Livro: Se um viajante numa noite de inverno, Italo Calvino

"No fecho do século XIX, o poeta francês Stéphane Mallarmé sonhou um livro aboluto - aquele Livro que tomaria o lugar de Deus, princípio e fim de toda consciencia humana. Quase cem anos depois, ainda que (ou melhor, talvez por causa disso mesmo) ciente de tamanha impossibilidade, Italo Calvino se deixa envolver por essa suprema ambição e oferece, em Se um viajante numa noite de inverno, aquilo que poderia ser "o romance de todos os romances", romance cuja estrutura narrativa só adquire sentido em função do ato de escrever e, sobretudo, do de ler.

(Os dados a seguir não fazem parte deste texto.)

//! Selection handling and KPI derivation
//!
//! This module turns loaded datasets and an explicit widget selection
//! into the scalar indicators shown at the top of the dashboard.

pub mod metrics;
pub mod selection;

// Re-export commonly used items
pub use metrics::{Kpis, RateKpis, compute_kpis, facility_rate, rate_kpis, worker_density};
pub use selection::{Selection, SelectionOverrides, WidgetOptions, YearRange};
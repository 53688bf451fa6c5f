use serde::{Deserialize, Serialize};
use std::fmt;

/// The five datasets the dashboard is built from.
#[derive(Debug, Clone, Copy, PartialEq, Eq, Hash, PartialOrd, Ord, Serialize, Deserialize)]
#[serde(rename_all = "snake_case")]
pub enum DatasetKind {
    Disorders,
    Facilities,
    Workforce,
    SuicideRisk,
    RiskFactors,
}

impl DatasetKind {
    pub const ALL: [DatasetKind; 5] = [
        DatasetKind::Disorders,
        DatasetKind::Facilities,
        DatasetKind::Workforce,
        DatasetKind::SuicideRisk,
        DatasetKind::RiskFactors,
    ];

    pub fn name(&self) -> &'static str {
        match self {
            DatasetKind::Disorders => "disorders",
            DatasetKind::Facilities => "facilities",
            DatasetKind::Workforce => "workforce",
            DatasetKind::SuicideRisk => "suicide risk",
            DatasetKind::RiskFactors => "risk factors",
        }
    }
}

impl fmt::Display for DatasetKind {
    fn fmt(&self, f: &mut fmt::Formatter<'_>) -> fmt::Result {
        f.write_str(self.name())
    }
}

/// Rate metric shown by the full-width trend chart.
#[derive(
    Debug, Clone, Copy, PartialEq, Eq, Hash, Default, Serialize, Deserialize, clap::ValueEnum,
)]
#[serde(rename_all = "lowercase")]
pub enum Metric {
    #[default]
    Prevalence,
    Incidence,
    Ylds,
}

impl Metric {
    pub const ALL: [Metric; 3] = [Metric::Prevalence, Metric::Incidence, Metric::Ylds];

    /// Label offered by the metric selector
    pub fn label(&self) -> &'static str {
        match self {
            Metric::Prevalence => "Prevalence Rate",
            Metric::Incidence => "Incidence Rate",
            Metric::Ylds => "YLDs Rate",
        }
    }

    /// Normalized column holding the metric
    pub fn column(&self) -> &'static str {
        match self {
            Metric::Prevalence => "prevalence_rate",
            Metric::Incidence => "incidence_rate",
            Metric::Ylds => "ylds_rate",
        }
    }
}

impl fmt::Display for Metric {
    fn fmt(&self, f: &mut fmt::Formatter<'_>) -> fmt::Result {
        f.write_str(self.label())
    }
}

Um livro que se auto-apresenta ao leitor assim:
Estás para começar a ler o novo romance Se um viajante numa noite de inverno, de Italo Calvino. Descontrai-te. Recolhe-te. Afasta de ti todos os outros pensamentos. Deixa esfumar-se no indistinto o mundo que te rodeia. A porta é melhor fechá-la; lá dentro a televisão está sempre acesa. Diz aos outros: "Não, não quero ver televisão!". Levanta a voz, senão não te ouvem: "Estou a ler! Não quero que me incomodem!". Não devem ter-te ouvido, com aquele barulho todo; fala mais alto, grita:”Estou a começar a ler o novo romance de Italo Calvino!"

Alguns livros marcam minha vida, entram na lista de re-leituras. Assim é 'Se um viajante numa noite de inverno' de Italo Calvino.

Livro cujo personagem central é o próprio objeto-livro. Que divide a tarefa da escrivinhação com o leitor, ao se colocar na pele de quem o está lendo. Que sugere posições para ser lido, que brinca com o próprio ato de ler (e escrever) e que depois mergulha num labirinto, num quebra-cabeças de estilos e estórias, onde um livro leva a outro e a outro... que nunca é concluído...

Genial, ousado, surpreendente, desafiante, profético e atualíssimo (foi escrito em '79).
Perfeito para quem saboreia e ama esse objeto feito de papel, tinta e palavras.
Perfeito para quem gosta dos bastidores da criação da literatura e, claro, para quem não se importa em ficar sem saber o final da história...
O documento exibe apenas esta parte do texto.